What to do | Filter the records below for the word "EntityRegistry". Keep each line that has it.

Stored data |

BEGIN

//! Derived expiration status output.
//!
//! Recomputes the display values from the stored records and today's date;
//! nothing is cached, so this doubles as the "periodic refresh" the host
//! would otherwise schedule.

use chrono::Local;
use clap::Args;
use consumable_core::{derive, ConsumableStore, DerivedView};
use serde::Serialize;

#[derive(Args)]
pub struct StatusArgs {
    /// Record ID or entity alias (default: all consumables)
    pub id: Option<String>,

    /// Emit JSON instead of text
    #[arg(long)]
    pub json: bool,
}

#[derive(Serialize)]
struct StatusRow<'a> {
    id: &'a str,
    name: &'a str,
    #[serde(skip_serializing_if = "Option::is_none")]
    view: Option<DerivedView>,
}

pub fn run(args: StatusArgs) -> Result<(), Box<dyn std::error::Error>> {
    let store = ConsumableStore::open()?;
    let today = Local::now().date_naive();

    let ids: Vec<String> = match &args.id {
        Some(raw) => {
            let record_id = store
                .registry()
                .resolve_with_fallback(raw, |id| store.contains(id).then(|| id.to_string()))?;
            vec![record_id]
        }
        None => store.list().iter().map(|entry| entry.id.clone()).collect(),
    };

    let mut rows = Vec::with_capacity(ids.len());
    for id in &ids {
        let entry = store
            .get(id)
            .ok_or_else(|| format!("consumable '{id}' not found"))?;
        rows.push(StatusRow {
            id: &entry.id,
            name: &entry.name,
            view: entry.record.as_ref().map(|record| derive(record, today)),
        });
    }

    if args.json {
        println!("{}", serde_json::to_string_pretty(&rows)?);
        return Ok(());
    }

    for row in &rows {
        match &row.view {
            Some(view) if view.expired => {
                println!(
                    "{}: EXPIRED (due {}, {} days elapsed)",
                    row.name, view.due_date, view.elapsed_days
                );
            }
            Some(view) => {
                println!(
                    "{}: {} days remaining (due {}, {:.1}% used)",
                    row.name, view.remaining_days, view.due_date, view.percent_used
                );
            }
            None => println!("{}: not configured", row.name),
        }
    }

    Ok(())
}
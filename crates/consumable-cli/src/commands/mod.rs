pub mod entity;
pub mod item;
pub mod status;
//! # Consumable Core Library
//!
//! This library provides the core logic for tracking "consumable" items
//! (filters, brushes, bulbs) with a configured start date and an expected
//! service-life duration. It implements a CLI-first philosophy where all
//! operations are available via a standalone CLI binary, with any host
//! integration being a thin adapter over the same core library.
//!
//! ## Architecture
//!
//! - **Record model**: the canonical `{duration_days, start_date}` pair per
//!   consumable, exchanged as ISO-8601 dates at the persistence boundary
//! - **Reconciliation**: pure merge of a partial field update into a previous
//!   record, with a well-defined precedence for the start-date inputs
//! - **Derived views**: remaining/elapsed days, percent used, and the expired
//!   flag, recomputed on demand from a record and the current date
//! - **Storage**: TOML-based consumable store plus entity-alias registry
//! - **Services**: the four host-facing verbs (set start date, set duration,
//!   set expiry date, mark replaced)
//!
//! ## Key Components
//!
//! - [`ExpirationRecord`]: canonical stored state
//! - [`reconcile`]: the reconciliation engine
//! - [`derive`]: the derived-view calculator
//! - [`ConsumableStore`]: record persistence and entity bindings
//! - [`Services`]: service verbs over a store

pub mod catalog;
pub mod error;
pub mod record;
pub mod registry;
pub mod service;
pub mod storage;

pub use error::{ConfigurationMissingError, CoreError, ResolutionError, ValidationError};
pub use record::reconcile::{reconcile, reconcile_expiry_unconditional};
pub use record::view::{derive, DerivedView};
pub use record::{DateInput, ExpirationRecord, PartialUpdate};
pub use registry::EntityRegistry;
pub use service::Services;
pub use storage::{ConsumableEntry, ConsumableStore};
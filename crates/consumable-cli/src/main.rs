use clap::{CommandFactory, Parser, Subcommand};
use clap_complete::Shell;
use log::LevelFilter;

mod commands;

#[derive(Parser)]
#[command(name = "consumable-cli", version, about = "Consumable expiration tracker CLI")]
struct Cli {
    /// Show debug logging
    #[arg(long, global = true)]
    verbose: bool,

    #[command(subcommand)]
    command: Commands,
}

#[derive(Subcommand)]
enum Commands {
    /// Consumable management
    Item {
        #[command(subcommand)]
        action: commands::item::ItemAction,
    },
    /// Derived expiration status
    Status {
        #[command(flatten)]
        args: commands::status::StatusArgs,
    },
    /// Entity alias management
    Entity {
        #[command(subcommand)]
        action: commands::entity::EntityAction,
    },
    /// Generate shell completions
    Completions {
        /// Target shell
        shell: Shell,
    },
}

fn init_logging(verbose: bool) {
    let level = if verbose {
        LevelFilter::Debug
    } else {
        LevelFilter::Warn
    };
    let _ = simplelog::TermLogger::init(
        level,
        simplelog::Config::default(),
        simplelog::TerminalMode::Stderr,
        simplelog::ColorChoice::Auto,
    );
}

fn main() {
    let cli = Cli::parse();
    init_logging(cli.verbose);

    let result = match cli.command {
        Commands::Item { action } => commands::item::run(action),
        Commands::Status { args } => commands::status::run(args),
        Commands::Entity { action } => commands::entity::run(action),
        Commands::Completions { shell } => {
            let mut cmd = Cli::command();
            let name = cmd.get_name().to_string();
            clap_complete::generate(shell, &mut cmd, name, &mut std::io::stdout());
            Ok(())
        }
    };

    if let Err(e) = result {
        eprintln!("error: {e}");
        std::process::exit(1);
    }
}
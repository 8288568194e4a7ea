//! Entity alias management commands for CLI.

use clap::Subcommand;
use consumable_core::ConsumableStore;

#[derive(Subcommand)]
pub enum EntityAction {
    /// Bind an entity alias to a consumable
    Bind {
        /// Entity identifier (e.g. sensor.water_filter_days)
        entity_id: String,
        /// Record ID
        record_id: String,
    },
    /// Remove an entity alias
    Unbind {
        /// Entity identifier
        entity_id: String,
    },
    /// List entity aliases
    List,
}

pub fn run(action: EntityAction) -> Result<(), Box<dyn std::error::Error>> {
    let mut store = ConsumableStore::open()?;

    match action {
        EntityAction::Bind {
            entity_id,
            record_id,
        } => {
            store.bind_entity(&entity_id, &record_id)?;
            println!("Bound {entity_id} -> {record_id}");
        }
        EntityAction::Unbind { entity_id } => match store.unbind_entity(&entity_id)? {
            Some(record_id) => println!("Unbound {entity_id} (was {record_id})"),
            None => println!("No binding for {entity_id}"),
        },
        EntityAction::List => {
            let mut bindings: Vec<_> = store.registry().iter().collect();
            bindings.sort();
            for (entity_id, record_id) in bindings {
                println!("{entity_id} -> {record_id}");
            }
        }
    }

    Ok(())
}
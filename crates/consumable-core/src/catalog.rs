//! Item types and default icon selection.
//!
//! `item_type` is free text; it only influences which default icon a
//! consumable gets when the user does not pick one explicitly.

/// Fallback icon when nothing better matches.
pub const DEFAULT_ICON: &str = "mdi:calendar-clock";

/// Default icon mapping for common items (Material Design Icons names).
pub const DEFAULT_ICON_MAP: &[(&str, &str)] = &[
    ("water filter", "mdi:water-outline"),
    ("ac filter", "mdi:hvac"),
    ("vacuum brush", "mdi:robot-vacuum"),
    ("fan filter", "mdi:fan"),
    ("uv light", "mdi:weather-sunny-alert"),
];

/// Look up the default icon for a known item type.
pub fn icon_for_item_type(item_type: &str) -> Option<&'static str> {
    let wanted = item_type.trim().to_lowercase();
    DEFAULT_ICON_MAP
        .iter()
        .find(|(key, _)| *key == wanted)
        .map(|(_, icon)| *icon)
}

/// Pick an icon: explicit choice, else the item-type default, else a match
/// on the lowercased name, else [`DEFAULT_ICON`].
pub fn select_icon(explicit: Option<&str>, item_type: Option<&str>, name: &str) -> String {
    if let Some(icon) = explicit {
        if !icon.trim().is_empty() {
            return icon.to_string();
        }
    }
    if let Some(icon) = item_type.and_then(icon_for_item_type) {
        return icon.to_string();
    }
    icon_for_item_type(name)
        .unwrap_or(DEFAULT_ICON)
        .to_string()
}

/// Item types with a default icon, for selection UIs.
pub fn known_item_types() -> impl Iterator<Item = &'static str> {
    DEFAULT_ICON_MAP.iter().map(|(key, _)| *key)
}

#[cfg(test)]
mod tests {
    use super::*;

    #[test]
    fn explicit_icon_wins() {
        assert_eq!(
            select_icon(Some("mdi:air-filter"), Some("water filter"), "Kitchen"),
            "mdi:air-filter"
        );
    }

    #[test]
    fn blank_explicit_icon_is_ignored() {
        assert_eq!(
            select_icon(Some("  "), Some("water filter"), "Kitchen"),
            "mdi:water-outline"
        );
    }

    #[test]
    fn item_type_default_applies() {
        assert_eq!(
            select_icon(None, Some("vacuum brush"), "Roomba"),
            "mdi:robot-vacuum"
        );
        assert_eq!(
            select_icon(None, Some("AC Filter"), "Bedroom"),
            "mdi:hvac"
        );
    }

    #[test]
    fn name_match_is_the_last_resort_before_default() {
        assert_eq!(select_icon(None, None, "UV Light"), "mdi:weather-sunny-alert");
        assert_eq!(select_icon(None, None, "Mystery Part"), DEFAULT_ICON);
    }

    #[test]
    fn known_item_types_lists_the_map() {
        let types: Vec<_> = known_item_types().collect();
        assert!(types.contains(&"water filter"));
        assert_eq!(types.len(), DEFAULT_ICON_MAP.len());
    }
}
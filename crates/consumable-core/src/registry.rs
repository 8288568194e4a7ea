//! Entity-to-record resolution.
//!
//! Hosts address consumables through opaque entity identifiers (a sensor id,
//! a button id). The registry is the explicit mapping from those aliases to
//! record ids, owned by the adapter layer and passed by reference into
//! lookups; the core never keeps global state.

use std::collections::HashMap;

use log::debug;
use serde::{Deserialize, Serialize};

use crate::error::ResolutionError;

/// Mapping from entity identifiers to their owning record identifiers.
#[derive(Debug, Clone, Default, PartialEq, Eq, Serialize, Deserialize)]
#[serde(transparent)]
pub struct EntityRegistry {
    bindings: HashMap<String, String>,
}

impl EntityRegistry {
    pub fn new() -> Self {
        Self::default()
    }

    /// Bind an entity alias to a record. Replaces any existing binding.
    pub fn bind(&mut self, entity_id: impl Into<String>, record_id: impl Into<String>) {
        self.bindings.insert(entity_id.into(), record_id.into());
    }

    /// Remove one alias, returning the record id it pointed at.
    pub fn unbind(&mut self, entity_id: &str) -> Option<String> {
        self.bindings.remove(entity_id)
    }

    /// Look up an alias without failing.
    pub fn get(&self, entity_id: &str) -> Option<&str> {
        self.bindings.get(entity_id).map(String::as_str)
    }

    /// Drop every alias pointing at `record_id`, returning how many were
    /// removed. Used when the owning consumable is deleted.
    pub fn remove_record(&mut self, record_id: &str) -> usize {
        let before = self.bindings.len();
        self.bindings.retain(|_, bound| bound != record_id);
        before - self.bindings.len()
    }

    /// Resolve an alias to its record id.
    pub fn resolve(&self, entity_id: &str) -> Result<&str, ResolutionError> {
        debug!("resolving record for entity {entity_id}");
        self.get(entity_id)
            .ok_or_else(|| ResolutionError::new(entity_id))
    }

    /// Resolve an alias, consulting `fallback` (e.g. a host-provided
    /// registry) when the alias is unknown here.
    pub fn resolve_with_fallback<F>(
        &self,
        entity_id: &str,
        fallback: F,
    ) -> Result<String, ResolutionError>
    where
        F: FnOnce(&str) -> Option<String>,
    {
        if let Some(record_id) = self.get(entity_id) {
            debug!("found record {record_id} in entity map for {entity_id}");
            return Ok(record_id.to_string());
        }
        debug!("entity {entity_id} not in map; consulting fallback");
        fallback(entity_id).ok_or_else(|| ResolutionError::new(entity_id))
    }

    pub fn iter(&self) -> impl Iterator<Item = (&str, &str)> {
        self.bindings
            .iter()
            .map(|(entity, record)| (entity.as_str(), record.as_str()))
    }

    pub fn len(&self) -> usize {
        self.bindings.len()
    }

    pub fn is_empty(&self) -> bool {
        self.bindings.is_empty()
    }
}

END

Exercise answer |
pub use registry::EntityRegistry;
pub struct EntityRegistry {
impl EntityRegistry {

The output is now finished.